RECORDS FOR THE TASK:

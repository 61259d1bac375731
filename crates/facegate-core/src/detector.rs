//! SCRFD face detector via ONNX Runtime.
//!
//! Letterboxes an RGB photo to 640×640, decodes the three anchor-free
//! stride heads (8/16/32) into boxes with five landmarks, then applies NMS.

use crate::types::BoundingBox;
use image::imageops::{self, FilterType};
use image::RgbImage;
use ndarray::Array4;
use ort::session::Session;
use ort::value::TensorRef;
use std::path::Path;
use thiserror::Error;

const SCRFD_INPUT_SIZE: u32 = 640;
const SCRFD_MEAN: f32 = 127.5;
const SCRFD_STD: f32 = 128.0;
const SCRFD_CONFIDENCE_THRESHOLD: f32 = 0.5;
const SCRFD_NMS_THRESHOLD: f32 = 0.4;
const SCRFD_STRIDES: [usize; 3] = [8, 16, 32];
const SCRFD_ANCHORS_PER_CELL: usize = 2;

#[derive(Error, Debug)]
pub enum DetectorError {
    #[error("model file not found: {0} (download the insightface model pack into the model directory)")]
    ModelNotFound(String),
    #[error("inference failed: {0}")]
    InferenceFailed(String),
    #[error("ort: {0}")]
    Ort(#[from] ort::Error),
}

/// Scale and padding applied when fitting the photo into the square input.
#[derive(Debug, Clone, Copy)]
struct Letterbox {
    scale: f32,
    pad_x: u32,
    pad_y: u32,
}

impl Letterbox {
    fn fit(width: u32, height: u32) -> (Self, u32, u32) {
        let side = SCRFD_INPUT_SIZE as f32;
        let scale = (side / width as f32).min(side / height as f32);
        let new_w = ((width as f32 * scale).round() as u32).clamp(1, SCRFD_INPUT_SIZE);
        let new_h = ((height as f32 * scale).round() as u32).clamp(1, SCRFD_INPUT_SIZE);
        let letterbox = Self {
            scale,
            pad_x: (SCRFD_INPUT_SIZE - new_w) / 2,
            pad_y: (SCRFD_INPUT_SIZE - new_h) / 2,
        };
        (letterbox, new_w, new_h)
    }

    /// Map a point from letterboxed input space back to photo space.
    fn unmap(&self, x: f32, y: f32) -> (f32, f32) {
        (
            (x - self.pad_x as f32) / self.scale,
            (y - self.pad_y as f32) / self.scale,
        )
    }
}

/// Output tensor indices for one stride: (score, bbox, kps).
type StrideOutputs = (usize, usize, usize);

/// SCRFD-based face detector.
pub struct FaceDetector {
    session: Session,
    stride_outputs: [StrideOutputs; 3],
}

impl FaceDetector {
    /// Load an SCRFD ONNX model (det_10g, det_500m, ...) from the given path.
    pub fn load(model_path: &Path) -> Result<Self, DetectorError> {
        if !model_path.exists() {
            return Err(DetectorError::ModelNotFound(model_path.display().to_string()));
        }

        let session = Session::builder()?
            .with_intra_threads(2)?
            .commit_from_file(model_path)?;

        let output_names: Vec<String> = session.outputs().iter().map(|o| o.name().to_string()).collect();
        if output_names.len() < 9 {
            return Err(DetectorError::InferenceFailed(format!(
                "SCRFD model needs 9 outputs (score/bbox/kps per stride), got {}",
                output_names.len()
            )));
        }

        let stride_outputs = map_outputs(&output_names);
        tracing::info!(
            path = %model_path.display(),
            outputs = ?output_names,
            ?stride_outputs,
            "loaded SCRFD model"
        );

        Ok(Self { session, stride_outputs })
    }

    /// Detect faces, highest confidence first.
    pub fn detect(&mut self, image: &RgbImage) -> Result<Vec<BoundingBox>, DetectorError> {
        let (input, letterbox) = preprocess(image);
        let outputs = self.session.run(ort::inputs![TensorRef::from_array_view(input.view())?])?;

        let mut candidates = Vec::new();
        for (slot, &stride) in SCRFD_STRIDES.iter().enumerate() {
            let (score_idx, bbox_idx, kps_idx) = self.stride_outputs[slot];
            let extract = |idx: usize, what: &str| {
                outputs[idx]
                    .try_extract_tensor::<f32>()
                    .map(|(_, data)| data)
                    .map_err(|e| DetectorError::InferenceFailed(format!("{what} stride {stride}: {e}")))
            };
            let heads = StrideHeads {
                scores: extract(score_idx, "scores")?,
                bboxes: extract(bbox_idx, "bboxes")?,
                kps: extract(kps_idx, "kps")?,
            };
            candidates.extend(heads.decode(stride, &letterbox, SCRFD_CONFIDENCE_THRESHOLD));
        }

        Ok(nms(candidates, SCRFD_NMS_THRESHOLD))
    }
}

/// Letterbox into a 1×3×640×640 RGB tensor normalized to the SCRFD input range.
fn preprocess(image: &RgbImage) -> (Array4<f32>, Letterbox) {
    let (letterbox, new_w, new_h) = Letterbox::fit(image.width(), image.height());
    let resized = imageops::resize(image, new_w, new_h, FilterType::Triangle);

    let side = SCRFD_INPUT_SIZE as usize;
    // Padding is left at 0.0, i.e. SCRFD_MEAN before normalization.
    let mut tensor = Array4::<f32>::zeros((1, 3, side, side));
    for (x, y, pixel) in resized.enumerate_pixels() {
        let tx = (x + letterbox.pad_x) as usize;
        let ty = (y + letterbox.pad_y) as usize;
        for c in 0..3 {
            tensor[[0, c, ty, tx]] = (pixel[c] as f32 - SCRFD_MEAN) / SCRFD_STD;
        }
    }
    (tensor, letterbox)
}

/// Pick output tensors per stride by name ("score_8", "bbox_16", ...).
///
/// Exports with numeric tensor names fall back to the standard positional
/// layout: [0-2] scores, [3-5] bboxes, [6-8] kps.
fn map_outputs(names: &[String]) -> [StrideOutputs; 3] {
    let find = |head: &str, stride: usize| {
        let wanted = format!("{head}_{stride}");
        names.iter().position(|n| *n == wanted)
    };

    let named: Option<Vec<StrideOutputs>> = SCRFD_STRIDES
        .iter()
        .map(|&s| Some((find("score", s)?, find("bbox", s)?, find("kps", s)?)))
        .collect();

    match named {
        Some(v) => [v[0], v[1], v[2]],
        None => {
            tracing::debug!(?names, "SCRFD output names not recognized, using positional mapping");
            [(0, 3, 6), (1, 4, 7), (2, 5, 8)]
        }
    }
}

/// Raw head outputs for one stride.
struct StrideHeads<'a> {
    scores: &'a [f32],
    bboxes: &'a [f32],
    kps: &'a [f32],
}

impl StrideHeads<'_> {
    fn decode(&self, stride: usize, letterbox: &Letterbox, threshold: f32) -> Vec<BoundingBox> {
        let grid = SCRFD_INPUT_SIZE as usize / stride;
        let anchors = grid * grid * SCRFD_ANCHORS_PER_CELL;
        let s = stride as f32;

        (0..anchors)
            .filter_map(|idx| {
                let score = *self.scores.get(idx)?;
                if score <= threshold {
                    return None;
                }
                let cell = idx / SCRFD_ANCHORS_PER_CELL;
                let ax = (cell % grid) as f32 * s;
                let ay = (cell / grid) as f32 * s;

                let b = self.bboxes.get(idx * 4..idx * 4 + 4)?;
                let (x1, y1) = letterbox.unmap(ax - b[0] * s, ay - b[1] * s);
                let (x2, y2) = letterbox.unmap(ax + b[2] * s, ay + b[3] * s);

                let landmarks = self.kps.get(idx * 10..idx * 10 + 10).map(|k| {
                    std::array::from_fn(|i| letterbox.unmap(ax + k[i * 2] * s, ay + k[i * 2 + 1] * s))
                });

                Some(BoundingBox {
                    x: x1,
                    y: y1,
                    width: x2 - x1,
                    height: y2 - y1,
                    confidence: score,
                    landmarks,
                })
            })
            .collect()
    }
}

/// Greedy non-maximum suppression; output is sorted by confidence, descending.
fn nms(mut boxes: Vec<BoundingBox>, iou_threshold: f32) -> Vec<BoundingBox> {
    boxes.sort_by(|a, b| b.confidence.total_cmp(&a.confidence));
    let mut keep: Vec<BoundingBox> = Vec::new();
    for candidate in boxes {
        if keep.iter().all(|k| iou(k, &candidate) <= iou_threshold) {
            keep.push(candidate);
        }
    }
    keep
}

/// Intersection-over-Union between two bounding boxes.
fn iou(a: &BoundingBox, b: &BoundingBox) -> f32 {
    let inter_w = ((a.x + a.width).min(b.x + b.width) - a.x.max(b.x)).max(0.0);
    let inter_h = ((a.y + a.height).min(b.y + b.height) - a.y.max(b.y)).max(0.0);
    let inter = inter_w * inter_h;
    let union = a.width * a.height + b.width * b.height - inter;
    if union > 0.0 { inter / union } else { 0.0 }
}

#[cfg(test)]
mod tests {
    use super::*;
    use image::Rgb;

    fn bbox(x: f32, y: f32, w: f32, h: f32, conf: f32) -> BoundingBox {
        BoundingBox { x, y, width: w, height: h, confidence: conf, landmarks: None }
    }

    #[test]
    fn test_iou_identical() {
        let a = bbox(0.0, 0.0, 100.0, 100.0, 1.0);
        assert!((iou(&a, &a) - 1.0).abs() < 1e-6);
    }

    #[test]
    fn test_iou_no_overlap() {
        let a = bbox(0.0, 0.0, 10.0, 10.0, 1.0);
        let b = bbox(20.0, 20.0, 10.0, 10.0, 1.0);
        assert_eq!(iou(&a, &b), 0.0);
    }

    #[test]
    fn test_iou_partial() {
        let a = bbox(0.0, 0.0, 10.0, 10.0, 1.0);
        let b = bbox(5.0, 0.0, 10.0, 10.0, 1.0);
        assert!((iou(&a, &b) - 50.0 / 150.0).abs() < 1e-6);
    }

    #[test]
    fn test_nms_suppresses_overlapping() {
        let result = nms(
            vec![
                bbox(5.0, 5.0, 100.0, 100.0, 0.8),
                bbox(200.0, 200.0, 50.0, 50.0, 0.7),
                bbox(0.0, 0.0, 100.0, 100.0, 0.9),
            ],
            0.4,
        );
        let confs: Vec<f32> = result.iter().map(|b| b.confidence).collect();
        assert_eq!(confs, [0.9, 0.7]);
    }

    #[test]
    fn test_nms_empty() {
        assert!(nms(vec![], 0.4).is_empty());
    }

    #[test]
    fn test_letterbox_unmap_roundtrip() {
        let (lb, new_w, new_h) = Letterbox::fit(320, 240);
        assert_eq!((new_w, new_h), (640, 480));
        assert_eq!((lb.pad_x, lb.pad_y), (0, 80));

        let (x, y) = (100.0f32, 50.0f32);
        let (rx, ry) = lb.unmap(x * lb.scale + lb.pad_x as f32, y * lb.scale + lb.pad_y as f32);
        assert!((rx - x).abs() < 0.01 && (ry - y).abs() < 0.01);
    }

    #[test]
    fn test_letterbox_tiny_image() {
        let (_, new_w, new_h) = Letterbox::fit(1, 1000);
        assert!(new_w >= 1 && new_h == 640);
    }

    #[test]
    fn test_preprocess_shape_and_padding() {
        let img = RgbImage::from_pixel(320, 160, Rgb([255, 0, 128]));
        let (tensor, lb) = preprocess(&img);
        assert_eq!(tensor.shape(), &[1, 3, 640, 640]);
        // Top padding row is neutral.
        assert_eq!(tensor[[0, 0, 0, 0]], 0.0);
        // Inside the image: channels keep RGB order.
        let y = lb.pad_y as usize + 10;
        assert!((tensor[[0, 0, y, 10]] - (255.0 - SCRFD_MEAN) / SCRFD_STD).abs() < 1e-3);
        assert!((tensor[[0, 1, y, 10]] - (0.0 - SCRFD_MEAN) / SCRFD_STD).abs() < 1e-3);
    }

    #[test]
    fn test_map_outputs_named_shuffled() {
        let names: Vec<String> = [
            "bbox_8", "kps_8", "score_8",
            "bbox_16", "kps_16", "score_16",
            "bbox_32", "kps_32", "score_32",
        ].iter().map(|s| s.to_string()).collect();
        assert_eq!(map_outputs(&names), [(2, 0, 1), (5, 3, 4), (8, 6, 7)]);
    }

    #[test]
    fn test_map_outputs_positional_fallback() {
        let names: Vec<String> = (0..9).map(|i: usize| (428 + i).to_string()).collect();
        assert_eq!(map_outputs(&names), [(0, 3, 6), (1, 4, 7), (2, 5, 8)]);
    }

    #[test]
    fn test_decode_single_anchor() {
        // stride 32 → 20×20 grid, 800 anchors. Fire anchor for cell (x=2, y=1).
        let grid = 20;
        let anchors = grid * grid * SCRFD_ANCHORS_PER_CELL;
        let idx = (grid + 2) * SCRFD_ANCHORS_PER_CELL;
        let mut scores = vec![0.0f32; anchors];
        scores[idx] = 0.9;
        let mut bboxes = vec![0.0f32; anchors * 4];
        bboxes[idx * 4..idx * 4 + 4].copy_from_slice(&[1.0, 1.0, 1.0, 1.0]);
        let kps = vec![0.0f32; anchors * 10];

        let heads = StrideHeads { scores: &scores, bboxes: &bboxes, kps: &kps };
        let lb = Letterbox { scale: 1.0, pad_x: 0, pad_y: 0 };
        let dets = heads.decode(32, &lb, 0.5);

        assert_eq!(dets.len(), 1);
        let d = &dets[0];
        assert_eq!((d.x, d.y, d.width, d.height), (32.0, 0.0, 64.0, 64.0));
        assert_eq!(d.landmarks.unwrap()[0], (64.0, 32.0));
    }
}
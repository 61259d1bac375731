//! Enroll / verify / identify over a reference store.
//!
//! Synchronous and transport-agnostic. The daemon runs one instance on its
//! engine thread; the CLI calls it directly.

use crate::codec;
use crate::config::Config;
use crate::error::FaceError;
use crate::extractor::{build_extractor, FeatureExtractor};
use crate::matcher::{Matcher, RankedCandidate};
use crate::store::{self, ReferenceStore, StagedReference};
use crate::types::{Embedding, GalleryEntry, MatchDecision};
use std::path::PathBuf;

/// A committed enrollment.
#[derive(Debug, Clone)]
pub struct Enrollment {
    pub key: String,
    pub stored_path: PathBuf,
}

/// Enrollment and matching workflow bound to one store and one extractor.
pub struct FaceService {
    store: ReferenceStore,
    extractor: Box<dyn FeatureExtractor>,
    matcher: Matcher,
}

impl FaceService {
    pub fn new(store: ReferenceStore, extractor: Box<dyn FeatureExtractor>, matcher: Matcher) -> Self {
        Self { store, extractor, matcher }
    }

    /// Build the store, extractor and matcher described by `config`.
    pub fn from_config(config: &Config) -> Result<Self, FaceError> {
        let extractor = build_extractor(config)?;
        tracing::info!(
            store = %config.store_dir.display(),
            metric = %config.metric,
            policy = %config.policy,
            threshold = config.threshold,
            min_confidence = config.min_confidence,
            "face service configured"
        );
        Ok(Self::new(ReferenceStore::new(&config.store_dir), extractor, config.matcher()))
    }

    pub fn store(&self) -> &ReferenceStore {
        &self.store
    }

    pub fn matcher(&self) -> &Matcher {
        &self.matcher
    }

    pub fn descriptor(&self) -> &str {
        self.extractor.descriptor()
    }

    /// Store `encoded_image` as the reference for `key`.
    ///
    /// The face check runs on the JPEG exactly as it will be stored. If it
    /// fails, nothing becomes visible and any earlier reference for `key`
    /// is left in place.
    pub fn enroll(&mut self, key: &str, encoded_image: &str) -> Result<Enrollment, FaceError> {
        let staged = self.stage_enrollment(key, encoded_image)?;
        self.commit_enrollment(staged)
    }

    /// First half of [`enroll`](Self::enroll): a face-checked reference that
    /// is not yet visible. Dropping it discards the enrollment.
    pub fn stage_enrollment(&mut self, key: &str, encoded_image: &str) -> Result<StagedReference, FaceError> {
        store::validate_key(key)?;
        let image = codec::decode(encoded_image)?;

        let staged = self.store.stage(key, &image)?;
        let stored = staged.load()?;
        if let Err(e) = self.extractor.extract(&stored) {
            tracing::info!(key, error = %e, "enrollment rejected");
            return Err(e);
        }
        Ok(staged)
    }

    /// Make a staged enrollment visible, replacing any previous reference.
    pub fn commit_enrollment(&self, staged: StagedReference) -> Result<Enrollment, FaceError> {
        let key = staged.key().to_string();
        let stored_path = staged.commit()?;
        tracing::info!(key = %key, path = %stored_path.display(), "resident enrolled");
        Ok(Enrollment { key, stored_path })
    }

    /// Compare `encoded_image` against the single reference enrolled as `key`.
    ///
    /// An unknown `key` is [`FaceError::IdentityNotFound`], never a rejected decision.
    pub fn verify(&mut self, key: &str, encoded_image: &str) -> Result<MatchDecision, FaceError> {
        store::validate_key(key)?;
        let image = codec::decode(encoded_image)?;
        let reference = self
            .store
            .get(key)?
            .ok_or_else(|| FaceError::IdentityNotFound(key.to_string()))?;

        let probe = self.extractor.extract(&image)?;
        let enrolled = self.extract_reference(key, &reference)?;
        let decision = self.matcher.verify(&probe, &enrolled, key)?;

        tracing::info!(
            key,
            accepted = decision.accepted,
            distance = ?decision.distance,
            confidence = decision.confidence,
            "verify"
        );
        Ok(decision)
    }

    /// Best match for `encoded_image` across every enrolled resident.
    ///
    /// An empty store is a plain "not found", not an error.
    pub fn identify(&mut self, encoded_image: &str) -> Result<MatchDecision, FaceError> {
        let image = codec::decode(encoded_image)?;
        if self.store.is_empty()? {
            tracing::info!("identify: no residents enrolled");
            return Ok(MatchDecision::no_candidates());
        }

        let probe = self.extractor.extract(&image)?;
        let gallery = self.gallery()?;
        let decision = self.matcher.compare(&probe, &gallery);

        tracing::info!(
            candidates = gallery.len(),
            accepted = decision.accepted,
            resident = ?decision.candidate,
            distance = ?decision.distance,
            confidence = decision.confidence,
            "identify"
        );
        Ok(decision)
    }

    /// Every enrolled resident ranked by distance to `encoded_image`, nearest first.
    pub fn search(&mut self, encoded_image: &str) -> Result<Vec<RankedCandidate>, FaceError> {
        let image = codec::decode(encoded_image)?;
        if self.store.is_empty()? {
            return Ok(Vec::new());
        }
        let probe = self.extractor.extract(&image)?;
        let gallery = self.gallery()?;
        Ok(self.matcher.rank(&probe, &gallery))
    }

    /// Delete the reference for `key`. Returns whether one existed.
    pub fn remove(&mut self, key: &str) -> Result<bool, FaceError> {
        let removed = self.store.remove(key)?;
        tracing::info!(key, removed, "remove");
        Ok(removed)
    }

    /// Enrolled resident ids, sorted.
    pub fn residents(&self) -> Result<Vec<String>, FaceError> {
        Ok(self.store.list()?.into_iter().map(|(key, _)| key).collect())
    }

    /// Embeddings for every stored reference. References that cannot be read
    /// or embedded are skipped so one bad file cannot block identification.
    fn gallery(&mut self) -> Result<Vec<GalleryEntry>, FaceError> {
        let mut gallery = Vec::new();
        for (key, path) in self.store.list()? {
            let image = match store::read_reference(&path) {
                Ok(Some(image)) => image,
                // Removed since listing.
                Ok(None) => continue,
                Err(e) => {
                    tracing::warn!(key = %key, error = %e, "skipping unreadable reference");
                    continue;
                }
            };
            match self.extractor.extract(&image) {
                Ok(embedding) => gallery.push(GalleryEntry { key, embedding }),
                Err(e) => tracing::warn!(key = %key, error = %e, "skipping reference without usable face"),
            }
        }
        Ok(gallery)
    }

    fn extract_reference(&mut self, key: &str, image: &image::DynamicImage) -> Result<Embedding, FaceError> {
        self.extractor.extract(image).map_err(|e| match e {
            FaceError::NoFaceDetected => FaceError::ExtractionBackend(format!(
                "stored reference for {key} has no detectable face"
            )),
            other => other,
        })
    }
}
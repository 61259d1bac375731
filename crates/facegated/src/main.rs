use anyhow::{Context, Result};
use facegate_core::{Config, FaceService};
use tracing_subscriber::EnvFilter;

mod config;
mod engine;
mod http;

use config::DaemonConfig;

#[tokio::main]
async fn main() -> Result<()> {
    tracing_subscriber::fmt()
        .with_env_filter(EnvFilter::from_default_env())
        .init();

    tracing::info!(version = env!("CARGO_PKG_VERSION"), "facegated starting");

    let daemon = DaemonConfig::from_env();
    let config = Config::load().context("failed to load configuration")?;
    let service = FaceService::from_config(&config).context("failed to initialize face service")?;
    let policy = http::PolicyInfo::from_service(&service);
    let store = service.store().clone();

    let engine = engine::spawn_engine(service, daemon.queue_depth, daemon.request_timeout)
        .context("failed to spawn engine thread")?;
    let app = http::router(http::AppState::new(engine, store, policy), daemon.max_body_bytes);

    let listener = tokio::net::TcpListener::bind(daemon.bind)
        .await
        .with_context(|| format!("failed to bind {}", daemon.bind))?;
    tracing::info!(
        addr = %daemon.bind,
        store = %config.store_dir.display(),
        timeout_secs = daemon.request_timeout.as_secs(),
        "facegated ready"
    );

    axum::serve(listener, app)
        .with_graceful_shutdown(shutdown_signal())
        .await
        .context("server error")?;

    tracing::info!("facegated shutting down");
    Ok(())
}

async fn shutdown_signal() {
    if let Err(e) = tokio::signal::ctrl_c().await {
        tracing::error!(error = %e, "failed to listen for ctrl-c");
        std::future::pending::<()>().await;
    }
}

TO DO: The lines above, from the start of the records through the one containing "let letterbox = Self", are to be printed exactly, and nothing else is to be included.

ANSWER TO THE PROBLEM:
repository 61259d1bac375731
filename crates/facegate-core/src/detector.rs
//! SCRFD face detector via ONNX Runtime.
//!
//! Letterboxes an RGB photo to 640×640, decodes the three anchor-free
//! stride heads (8/16/32) into boxes with five landmarks, then applies NMS.

use crate::types::BoundingBox;
use image::imageops::{self, FilterType};
use image::RgbImage;
use ndarray::Array4;
use ort::session::Session;
use ort::value::TensorRef;
use std::path::Path;
use thiserror::Error;

const SCRFD_INPUT_SIZE: u32 = 640;
const SCRFD_MEAN: f32 = 127.5;
const SCRFD_STD: f32 = 128.0;
const SCRFD_CONFIDENCE_THRESHOLD: f32 = 0.5;
const SCRFD_NMS_THRESHOLD: f32 = 0.4;
const SCRFD_STRIDES: [usize; 3] = [8, 16, 32];
const SCRFD_ANCHORS_PER_CELL: usize = 2;

#[derive(Error, Debug)]
pub enum DetectorError {
    #[error("model file not found: {0} (download the insightface model pack into the model directory)")]
    ModelNotFound(String),
    #[error("inference failed: {0}")]
    InferenceFailed(String),
    #[error("ort: {0}")]
    Ort(#[from] ort::Error),
}

/// Scale and padding applied when fitting the photo into the square input.
#[derive(Debug, Clone, Copy)]
struct Letterbox {
    scale: f32,
    pad_x: u32,
    pad_y: u32,
}

impl Letterbox {
    fn fit(width: u32, height: u32) -> (Self, u32, u32) {
        let side = SCRFD_INPUT_SIZE as f32;
        let scale = (side / width as f32).min(side / height as f32);
        let new_w = ((width as f32 * scale).round() as u32).clamp(1, SCRFD_INPUT_SIZE);
        let new_h = ((height as f32 * scale).round() as u32).clamp(1, SCRFD_INPUT_SIZE);
        let letterbox = Self {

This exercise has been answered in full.